When I look back at N22UP’s first test period, the number that matters least is the one most people notice first.

Yes, Phase 1 ended at 40.45 flight hours. Yes, it took 64 calendar days and 35 flights. Those are real and satisfying numbers. But the real accomplishment was not the arithmetic. It was that those hours were turned into operating knowledge.

The shape of the whole period

From first flight on June 13 to the last Phase 1 flight on August 16, the period had a clear internal structure:

  • Early flights proved basic controllability and exposed the first squawks.
  • The first maintenance pause cleaned up the most urgent problems.
  • The July flying block established a healthy engine-cooling trend.
  • Targeted tests filled in stall, airspeed, and climb-performance numbers.
  • Late Phase 1 flights began to feel like real use rather than pure proving.

That is what I hoped the task-based framework would do from the start. It would keep the testing pointed at outcomes rather than hours alone.

The numbers that feel worth keeping

These are the headline Phase 1 numbers from the chronology:

  • Phase 1 start: June 13, 2023
  • Phase 1 end: August 16, 2023
  • Total flights: 35
  • Total flight hours: 40.45
  • Calendar span: 64 days
  • Maintenance pause: June 19 to July 2

The testing also produced several operating-limits numbers that matter long after the logbook stops saying Phase 1:

  • White arc: 58 to 100 mph
  • Green arc: 64 to 193 mph
  • Va: 142 mph
  • Yellow arc: 193 to 230 mph
  • Vne: 230 mph

Those numbers are what make the whole period feel complete. They are not just decorative marks on the panel. They are the finished form of many smaller flights, repeated notes, maintenance interruptions, and test-card questions.

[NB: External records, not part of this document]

//! GitHub source enumeration.

use octocrab::Octocrab;
use octocrab::models::Repository;
use tracing::info;

use crate::error::{MigrateError, Result};
use crate::sources::{Inventory, SourceRepo, Visibility};

/// Lists the repositories of a source organization on GitHub, either
/// github.com or a GitHub Enterprise Server instance.
pub struct GithubSource {
    octocrab: Octocrab,
}

impl GithubSource {
    /// Create a source for github.com with the given token.
    pub fn new(token: impl Into<String>) -> Result<Self> {
        let octocrab = Octocrab::builder()
            .personal_token(token.into())
            .build()?;
        Ok(Self { octocrab })
    }

    /// Create a source for a GHES instance with a custom API base URL.
    pub fn with_api_url(token: impl Into<String>, api_url: &str) -> Result<Self> {
        let octocrab = Octocrab::builder()
            .base_uri(api_url)?
            .personal_token(token.into())
            .build()?;
        Ok(Self { octocrab })
    }

    fn to_source_repo(repo: &Repository) -> SourceRepo {
        let visibility = repo
            .visibility
            .as_deref()
            .map(Visibility::parse)
            .unwrap_or_default();
        SourceRepo::flat(repo.name.clone(), visibility)
    }

    /// List all repositories of the organization, in API order.
    pub async fn list_repos(&self, org: &str) -> Result<Vec<SourceRepo>> {
        let mut repos = Vec::new();
        let mut page = self
            .octocrab
            .orgs(org)
            .list_repos()
            .per_page(100)
            .send()
            .await?;

        loop {
            repos.extend(page.items.iter().map(Self::to_source_repo));
            match self.octocrab.get_page::<Repository>(&page.next).await? {
                Some(next) => page = next,
                None => break,
            }
        }

        Ok(repos)
    }

    /// Enumerate the migratable repositories of the organization as a
    /// single flat group.
    pub async fn enumerate(&self, org: &str) -> Result<Inventory> {
        debug_assert!(!org.trim().is_empty(), "enumerate called without an organization");
        if org.trim().is_empty() {
            return Err(MigrateError::InvalidArgs(
                "GitHub organization must not be empty".into(),
            ));
        }

        info!("GITHUB ORG: {}", org);
        let repos = self.list_repos(org).await?;
        for repo in &repos {
            info!("    Repo: {}", repo.name);
        }

        Ok(Inventory::flat(repos))
    }
}

#[cfg(test)]
mod tests {
    use super::*;
    use serde_json::json;
    use wiremock::matchers::{method, path};
    use wiremock::{Mock, MockServer, ResponseTemplate};

    fn repo_json(id: u64, name: &str, visibility: &str) -> serde_json::Value {
        json!({
            "id": id,
            "node_id": format!("R_{id}"),
            "name": name,
            "full_name": format!("my-org/{name}"),
            "url": format!("https://api.github.com/repos/my-org/{name}"),
            "private": visibility != "public",
            "visibility": visibility,
        })
    }

    #[tokio::test]
    async fn test_list_repos_maps_visibility() {
        let server = MockServer::start().await;
        Mock::given(method("GET"))
            .and(path("/orgs/my-org/repos"))
            .respond_with(ResponseTemplate::new(200).set_body_json(json!([
                repo_json(1, "open", "public"),
                repo_json(2, "closed", "private"),
                repo_json(3, "shared", "internal"),
            ])))
            .mount(&server)
            .await;

        let source = GithubSource::with_api_url("pat", &server.uri()).unwrap();
        let repos = source.list_repos("my-org").await.unwrap();

        assert_eq!(repos.len(), 3);
        assert_eq!(repos[0].visibility, Visibility::Public);
        assert_eq!(repos[1].visibility, Visibility::Private);
        assert_eq!(repos[2].visibility, Visibility::Internal);
        assert!(repos.iter().all(|r| r.team_project.is_none()));
    }

    #[tokio::test]
    async fn test_enumerate_produces_single_flat_group() {
        let server = MockServer::start().await;
        Mock::given(method("GET"))
            .and(path("/orgs/my-org/repos"))
            .respond_with(
                ResponseTemplate::new(200)
                    .set_body_json(json!([repo_json(1, "only", "private")])),
            )
            .mount(&server)
            .await;

        let source = GithubSource::with_api_url("pat", &server.uri()).unwrap();
        let inventory = source.enumerate("my-org").await.unwrap();

        assert_eq!(inventory.groups.len(), 1);
        assert_eq!(inventory.groups[0].unit, None);
        assert_eq!(inventory.repo_count(), 1);
    }
}
//! # repo-migrate
//!
//! Bulk repository migrations into a GitHub organization, from Azure
//! DevOps or from GitHub Enterprise Server, driven through GitHub's
//! migration service.
//!
//! The migration service performs the actual data transfer. This crate
//! enumerates what must move, plans how to sequence the work, submits
//! migrations, polls each one to a terminal state and reports the
//! aggregate outcome, for potentially hundreds of independent
//! long-running remote jobs.
//!
//! ## Quick Start
//!
//! ```rust,no_run
//! use repo_migrate::prelude::*;
//!
//! # async fn example() -> Result<()> {
//! // Enumerate a source organization and plan a fan-out/fan-in batch.
//! let source = GithubSource::new("ghp_source_token")?;
//! let inventory = source.enumerate("my-source-org").await?;
//!
//! let options = MigrationOptions {
//!     target_org: "my-target-org".into(),
//!     ..Default::default()
//! };
//! let plan = Planner::new(
//!     SourceDescriptor::Github { org: "my-source-org".into() },
//!     options,
//! )
//! .build(&inventory)?;
//!
//! // Either render the plan as an auditable script...
//! let script = ScriptRenderer::new(&plan, "0.1.0").render();
//!
//! // ...or execute it directly and inspect the aggregate outcome.
//! let api = GithubMigrationClient::new("ghp_target_token", "ghp_source_token");
//! let report = Supervisor::new(api).run(plan).await;
//! std::process::exit(report.result.exit_code());
//! # }
//! ```
//!
//! ## Plan shapes
//!
//! A batch runs in one of two shapes, chosen by the `sequential` flag:
//!
//! - **Sequential**: each repository is queued, waited on and (optionally)
//!   has its log downloaded before the next one starts. Total run time is
//!   the sum of the individual migrations.
//! - **Parallel**: every migration is queued first, then each is waited
//!   on in the same order. The remote service runs jobs concurrently, so
//!   total run time collapses toward the slowest single migration.
//!
//! Either way the batch runs to completion: a repository that fails to
//! queue, fails to migrate, times out or hits a transport error is
//! counted as failed in the summary and never aborts the others.

pub mod batch;
pub mod credentials;
pub mod error;
pub mod migration;
pub mod naming;
pub mod plan;
pub mod script;
pub mod sources;

/// Prelude for convenient imports.
pub mod prelude {
    pub use crate::batch::BatchResult;
    pub use crate::error::{MigrateError, Result};
    pub use crate::migration::{
        GithubMigrationClient, MigrationApi, MigrationState, MigrationStatus, RunReport,
        StartMigrationRequest, Supervisor, WaitOptions,
    };
    pub use crate::naming::{ado_target_repo_name, sanitize_repo_name};
    pub use crate::plan::{
        ExecutionPlan, GhesOptions, JobState, MigrationJob, MigrationOptions, PlanMode, PlanUnit,
        Planner, SourceDescriptor, Step, StepKind,
    };
    pub use crate::script::{ScriptRenderer, render_summary};
    pub use crate::sources::{
        AdoClient, GithubSource, Inventory, RepoGroup, SourceRepo, Visibility,
    };
}

pub use prelude::*;
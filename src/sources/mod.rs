//! Source-platform repository enumeration.
//!
//! This module lists the candidate repositories for a migration run:
//! - Azure DevOps organizations, grouped by team project, excluding
//!   disabled repositories
//! - GitHub (cloud or Enterprise Server) organizations, with each
//!   repository's visibility
//!
//! Enumeration is observability-friendly: one log line per discovered
//! unit and per repository. The resulting [`Inventory`] preserves
//! discovery order, which downstream planning relies on.

mod ado;
mod github;

pub use ado::AdoClient;
pub use github::GithubSource;

use serde::{Deserialize, Serialize};

/// Repository visibility on the target platform.
#[derive(Debug, Clone, Copy, PartialEq, Eq, Default, Serialize, Deserialize)]
#[serde(rename_all = "lowercase")]
pub enum Visibility {
    Public,
    #[default]
    Private,
    Internal,
}

impl Visibility {
    pub fn as_str(&self) -> &'static str {
        match self {
            Visibility::Public => "public",
            Visibility::Private => "private",
            Visibility::Internal => "internal",
        }
    }

    /// Parse a visibility string as reported by the source platform.
    /// Unknown values map to the most restrictive option.
    pub fn parse(value: &str) -> Self {
        match value {
            "public" => Visibility::Public,
            "internal" => Visibility::Internal,
            _ => Visibility::Private,
        }
    }
}

impl std::fmt::Display for Visibility {
    fn fmt(&self, f: &mut std::fmt::Formatter<'_>) -> std::fmt::Result {
        f.write_str(self.as_str())
    }
}

/// A migratable repository discovered on the source platform.
#[derive(Debug, Clone, PartialEq, Eq)]
pub struct SourceRepo {
    pub name: String,
    /// Team project the repository belongs to. Present for Azure DevOps
    /// sources, absent for GitHub sources.
    pub team_project: Option<String>,
    pub visibility: Visibility,
}

impl SourceRepo {
    /// A repository from a flat (GitHub) enumeration.
    pub fn flat(name: impl Into<String>, visibility: Visibility) -> Self {
        Self {
            name: name.into(),
            team_project: None,
            visibility,
        }
    }

    /// A repository belonging to an Azure DevOps team project.
    pub fn in_project(name: impl Into<String>, team_project: impl Into<String>) -> Self {
        Self {
            name: name.into(),
            team_project: Some(team_project.into()),
            visibility: Visibility::Private,
        }
    }
}

/// One organizational unit worth of repositories.
///
/// GitHub enumerations produce a single group with no unit name. Azure
/// DevOps enumerations produce one group per team project, including
/// projects with no Git repositories at all (the rendered script calls
/// those out as skipped rather than silently dropping them).
#[derive(Debug, Clone, Default)]
pub struct RepoGroup {
    pub unit: Option<String>,
    pub repos: Vec<SourceRepo>,
}

/// The ordered result of one enumeration pass.
#[derive(Debug, Clone, Default)]
pub struct Inventory {
    pub groups: Vec<RepoGroup>,
}

impl Inventory {
    /// Single anonymous group, for flat enumerations and single-repo runs.
    pub fn flat(repos: Vec<SourceRepo>) -> Self {
        Self {
            groups: vec![RepoGroup { unit: None, repos }],
        }
    }

    /// Total number of repositories across all groups.
    pub fn repo_count(&self) -> usize {
        self.groups.iter().map(|g| g.repos.len()).sum()
    }

    /// True when no group contains any repository.
    pub fn is_empty(&self) -> bool {
        self.repo_count() == 0
    }

    /// All repositories in enumeration order.
    pub fn repos(&self) -> impl Iterator<Item = &SourceRepo> {
        self.groups.iter().flat_map(|g| g.repos.iter())
    }
}

#[cfg(test)]
mod tests {
    use super::*;

    #[test]
    fn test_inventory_counts_across_groups() {
        let inventory = Inventory {
            groups: vec![
                RepoGroup {
                    unit: Some("ProjA".into()),
                    repos: vec![SourceRepo::in_project("one", "ProjA")],
                },
                RepoGroup {
                    unit: Some("Empty".into()),
                    repos: vec![],
                },
                RepoGroup {
                    unit: Some("ProjB".into()),
                    repos: vec![
                        SourceRepo::in_project("two", "ProjB"),
                        SourceRepo::in_project("three", "ProjB"),
                    ],
                },
            ],
        };

        assert_eq!(inventory.repo_count(), 3);
        assert!(!inventory.is_empty());
        let names: Vec<&str> = inventory.repos().map(|r| r.name.as_str()).collect();
        assert_eq!(names, vec!["one", "two", "three"]);
    }

    #[test]
    fn test_inventory_with_only_empty_groups_is_empty() {
        let inventory = Inventory {
            groups: vec![RepoGroup {
                unit: Some("Empty".into()),
                repos: vec![],
            }],
        };
        assert!(inventory.is_empty());
    }

    #[test]
    fn test_visibility_parse_defaults_to_private() {
        assert_eq!(Visibility::parse("public"), Visibility::Public);
        assert_eq!(Visibility::parse("internal"), Visibility::Internal);
        assert_eq!(Visibility::parse("whatever"), Visibility::Private);
    }
}
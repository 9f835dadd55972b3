// implements the unary operator "op &T"
// based on "op T" where T is expected to be `Copy`able
macro_rules! forward_ref_unop {
    (impl $imp:ident, $method:ident for $t:ty) => {
        impl ::core::ops::$imp for &$t {
            type Output = <$t as ::core::ops::$imp>::Output;

            #[inline]
            fn $method(self) -> <$t as ::core::ops::$imp>::Output {
                ::core::ops::$imp::$method(*self)
            }
        }
    };
}
pub(crate) use forward_ref_unop;

// implements binary operators "&T op U", "T op &U", "&T op &U"
// based on "T op U" where T and U are expected to be `Copy`able
macro_rules! forward_ref_binop {
    (impl $imp:ident, $method:ident for $t:ty, $u:ty) => {
        impl<'a> ::core::ops::$imp<$u> for &'a $t {
            type Output = <$t as ::core::ops::$imp<$u>>::Output;

            #[inline]
            fn $method(self, other: $u) -> <$t as ::core::ops::$imp<$u>>::Output {
                ::core::ops::$imp::$method(*self, other)
            }
        }

        impl ::core::ops::$imp<&$u> for $t {
            type Output = <$t as ::core::ops::$imp<$u>>::Output;

            #[inline]
            fn $method(self, other: &$u) -> <$t as ::core::ops::$imp<$u>>::Output {
                ::core::ops::$imp::$method(self, *other)
            }
        }

        impl ::core::ops::$imp<&$u> for &$t {
            type Output = <$t as ::core::ops::$imp<$u>>::Output;

            #[inline]
            fn $method(self, other: &$u) -> <$t as ::core::ops::$imp<$u>>::Output {
                ::core::ops::$imp::$method(*self, *other)
            }
        }
    };
}
pub(crate) use forward_ref_binop;

// implements "T op= &U", based on "T op= U"
// where U is expected to be `Copy`able
macro_rules! forward_ref_op_assign {
    (impl $imp:ident, $method:ident for $t:ty, $u:ty) => {
        impl ::core::ops::$imp<&$u> for $t {
            #[inline]
            fn $method(&mut self, other: &$u) {
                ::core::ops::$imp::$method(self, *other);
            }
        }
    };
}
pub(crate) use forward_ref_op_assign;

macro_rules! add_impl {
    ($($t:ty)*) => ($(
        /// This operation rounds to nearest, ties to even.
        impl ::core::ops::Add for $t {
            type Output = $t;

            #[inline]
            fn add(self, other: $t) -> $t {
                self.add(other, $crate::ctx::RoundingMode::ToNearestEven)
            }
        }

        $crate::macros::forward_ref_binop! { impl Add, add for $t, $t }
    )*)
}
pub(crate) use add_impl;

macro_rules! sub_impl {
    ($($t:ty)*) => ($(
        /// This operation rounds to nearest, ties to even.
        impl ::core::ops::Sub for $t {
            type Output = $t;

            #[inline]
            fn sub(self, other: $t) -> $t {
                self.sub(other, $crate::ctx::RoundingMode::ToNearestEven)
            }
        }

        $crate::macros::forward_ref_binop! { impl Sub, sub for $t, $t }
    )*)
}
pub(crate) use sub_impl;

macro_rules! mul_impl {
    ($($t:ty)*) => ($(
        /// This operation rounds to nearest, ties to even.
        impl ::core::ops::Mul for $t {
            type Output = $t;

            #[inline]
            fn mul(self, other: $t) -> $t {
                self.mul(other, $crate::ctx::RoundingMode::ToNearestEven)
            }
        }

        $crate::macros::forward_ref_binop! { impl Mul, mul for $t, $t }
    )*)
}
pub(crate) use mul_impl;

macro_rules! div_impl {
    ($($t:ty)*) => ($(
        /// This operation rounds to nearest, ties to even.
        ///
        /// Division by zero produces a signed infinity, not
        /// a panic.
        impl ::core::ops::Div for $t {
            type Output = $t;

            #[inline]
            fn div(self, other: $t) -> $t {
                self.div(other, $crate::ctx::RoundingMode::ToNearestEven)
            }
        }

        $crate::macros::forward_ref_binop! { impl Div, div for $t, $t }
    )*)
}
pub(crate) use div_impl;

macro_rules! neg_impl {
    ($($t:ty)*) => ($(
        impl ::core::ops::Neg for $t {
            type Output = $t;

            #[inline]
            fn neg(self) -> $t {
                self.copy_neg()
            }
        }

        $crate::macros::forward_ref_unop! { impl Neg, neg for $t }
    )*)
}
pub(crate) use neg_impl;

macro_rules! add_assign_impl {
    ($($t:ty)+) => ($(
        impl ::core::ops::AddAssign for $t {
            #[inline]
            fn add_assign(&mut self, other: $t) {
                *self = *self + other;
            }
        }

        $crate::macros::forward_ref_op_assign! { impl AddAssign, add_assign for $t, $t }
    )+)
}
pub(crate) use add_assign_impl;

macro_rules! sub_assign_impl {
    ($($t:ty)+) => ($(
        impl ::core::ops::SubAssign for $t {
            #[inline]
            fn sub_assign(&mut self, other: $t) {
                *self = *self - other;
            }
        }

        $crate::macros::forward_ref_op_assign! { impl SubAssign, sub_assign for $t, $t }
    )+)
}
pub(crate) use sub_assign_impl;

macro_rules! mul_assign_impl {
    ($($t:ty)+) => ($(
        impl ::core::ops::MulAssign for $t {
            #[inline]
            fn mul_assign(&mut self, other: $t) {
                *self = *self * other;
            }
        }

        $crate::macros::forward_ref_op_assign! { impl MulAssign, mul_assign for $t, $t }
    )+)
}
pub(crate) use mul_assign_impl;

macro_rules! div_assign_impl {
    ($($t:ty)+) => ($(
        impl ::core::ops::DivAssign for $t {
            #[inline]
            fn div_assign(&mut self, other: $t) {
                *self = *self / other;
            }
        }

        $crate::macros::forward_ref_op_assign! { impl DivAssign, div_assign for $t, $t }
    )+)
}
pub(crate) use div_assign_impl;
use core::fmt;

/// An error returned when parsing a raw bit pattern from
/// a string.
#[derive(Clone, Debug, Eq, PartialEq)]
pub struct ParseError {
    kind: ErrorKind,
}

impl ParseError {
    pub(crate) const fn empty() -> Self {
        Self {
            kind: ErrorKind::Empty,
        }
    }

    pub(crate) const fn invalid(_reason: &'static str) -> Self {
        Self {
            kind: ErrorKind::Invalid,
        }
    }
}

#[cfg(any(feature = "std", test))]
impl std::error::Error for ParseError {}

impl fmt::Display for ParseError {
    fn fmt(&self, f: &mut fmt::Formatter<'_>) -> fmt::Result {
        self.kind.fmt(f)
    }
}

#[derive(Copy, Clone, Debug, Eq, PartialEq)]
enum ErrorKind {
    Empty,
    Invalid,
}

impl fmt::Display for ErrorKind {
    fn fmt(&self, f: &mut fmt::Formatter<'_>) -> fmt::Result {
        match self {
            Self::Empty => write!(f, "cannot parse bits from empty string"),
            Self::Invalid => write!(f, "invalid hexadecimal bit pattern"),
        }
    }
}
macro_rules! impl_bin_to_from_repr {
    ($name:ident, $bits:ty $(,)?) => {
        // To/from repr.
        impl $name {
            /// Creates a number from its raw bits.
            ///
            /// Every bit pattern decodes to some value, so this
            /// conversion cannot fail.
            pub const fn from_bits(bits: $bits) -> Self {
                Self(bits)
            }

            /// Raw transmutation to the number's bit
            /// representation.
            ///
            /// This is the exact inverse of
            /// [`from_bits`][Self::from_bits].
            pub const fn to_bits(self) -> $bits {
                self.0
            }

            /// Creates a number from a little-endian byte array.
            pub const fn from_le_bytes(bytes: [u8; Self::BYTES]) -> Self {
                Self(<$bits>::from_le_bytes(bytes))
            }

            /// Creates a number from a big-endian byte array.
            pub const fn from_be_bytes(bytes: [u8; Self::BYTES]) -> Self {
                Self(<$bits>::from_be_bytes(bytes))
            }

            /// Creates a number from a native-endian byte array.
            pub const fn from_ne_bytes(bytes: [u8; Self::BYTES]) -> Self {
                Self(<$bits>::from_ne_bytes(bytes))
            }

            /// Converts the number to a little-endian byte
            /// array.
            pub const fn to_le_bytes(self) -> [u8; Self::BYTES] {
                self.0.to_le_bytes()
            }

            /// Converts the number to a big-endian byte array.
            pub const fn to_be_bytes(self) -> [u8; Self::BYTES] {
                self.0.to_be_bytes()
            }

            /// Converts the number to a native-endian byte
            /// array.
            pub const fn to_ne_bytes(self) -> [u8; Self::BYTES] {
                self.0.to_ne_bytes()
            }

            /// Parses a number from its raw bit pattern written
            /// in hexadecimal, e.g. `3F800000`.
            ///
            /// The pattern must fit the storage width.
            pub fn parse_bits(s: &str) -> Result<Self, ParseError> {
                if s.is_empty() {
                    return Err(ParseError::empty());
                }
                match <$bits>::from_str_radix(s, 16) {
                    Ok(bits) => Ok(Self::from_bits(bits)),
                    Err(_) => Err(ParseError::invalid(
                        "expected a bare hexadecimal bit pattern",
                    )),
                }
            }
        }
    };
}
pub(crate) use impl_bin_to_from_repr;
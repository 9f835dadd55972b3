// Integer-register arithmetic: the working values are wider
// than the fields they come from, so widening and narrowing
// casts are pervasive and checked by the field invariants.
#![allow(clippy::cast_lossless)]
#![allow(clippy::cast_possible_wrap)]
#![allow(clippy::cast_sign_loss)]

use core::{fmt, mem::size_of, num::FpCategory};

use super::base::impl_bin;
use crate::{conv::ParseError, ctx::RoundingMode, util::const_assert};

#[cfg(feature = "rand")]
use rand::{
    distributions::{Distribution, Standard},
    Rng,
};

/// A 16-bit binary floating point number.
///
/// (–1)^sign × 1.mantissa × 2^(exponent − 15)
#[derive(Copy, Clone)]
#[repr(transparent)]
pub struct Bin16(
    /// s eeeee mmmmmmmmmm
    u16,
);
const_assert!(size_of::<Bin16>() == 16 / 8);

impl_bin! {
    name = Bin16,
    bits = u16,
    ebits = 5,
    mbits = 10,
}

#[cfg(feature = "rand")]
#[cfg_attr(docsrs, doc(cfg(feature = "rand")))]
impl Distribution<Bin16> for Standard {
    fn sample<R: Rng + ?Sized>(&self, rng: &mut R) -> Bin16 {
        Bin16::from_bits(rng.gen())
    }
}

What Phase 1 taught me about this airplane

The airplane emerged from Phase 1 looking like the airplane I had hoped I was building:

  • It cooled well.
  • It broke in cleanly.
  • It handled honestly.
  • It produced believable indicated airspeeds.
  • It rewarded methodical testing.

That does not mean every squawk died on schedule. Some of them clearly did not. The airplane spent part of June and July forcing me to chase leaks, adjust, inspect, and revisit decisions I might have preferred to declare finished. But that is part of the value of the period too. Phase 1 is not only a celebration of what works. It is a structured way to expose what does not.

What I would do the same way again

The biggest thing I would absolutely keep is the task-based mindset.

Treating the operating-limits sheet as the destination helped every other decision. It made it easier to accept maintenance pauses, because the work still had a visible thread. It made it easier to value unglamorous flights, because even a short repetitive sortie might answer a question the final airplane needed answered.

I would also keep the willingness to stop and fix things early. There is a certain macho version of Phase 1 that treats squawks as annoyances to push through. I think that is mostly vanity. Stopping to fix a leak or address an interference problem is not an interruption of the real program. It is the real program.

What I would do differently

If I could improve anything in hindsight, it would mostly be documentation discipline:

  • Capture every data source in one place earlier.
  • Keep the test-card outputs cleaner while the flights are happening.
  • Preserve a more explicit map from each operating-limit number back to its supporting flights.

The airplane gave me the right answers. I would simply like a neater notebook from the period when I was collecting them.

The real end of Phase 1

Operationally, the story does not feel complete until the next day, when the first passenger climbs in and the airplane stops being only mine. But from a testing perspective, August 16 is a satisfying place to stop. By then the airplane was no longer being asked whether it was safe to continue. It was being asked how precisely its behavior could be described.

That is a much better question.

This post is the bookend to Task-Based Phase 1: What It Is and Why I Chose It. The first post says what I hoped the program would do. This one says what it actually did. It turned 40.45 hours into an airplane I understood well enough to share.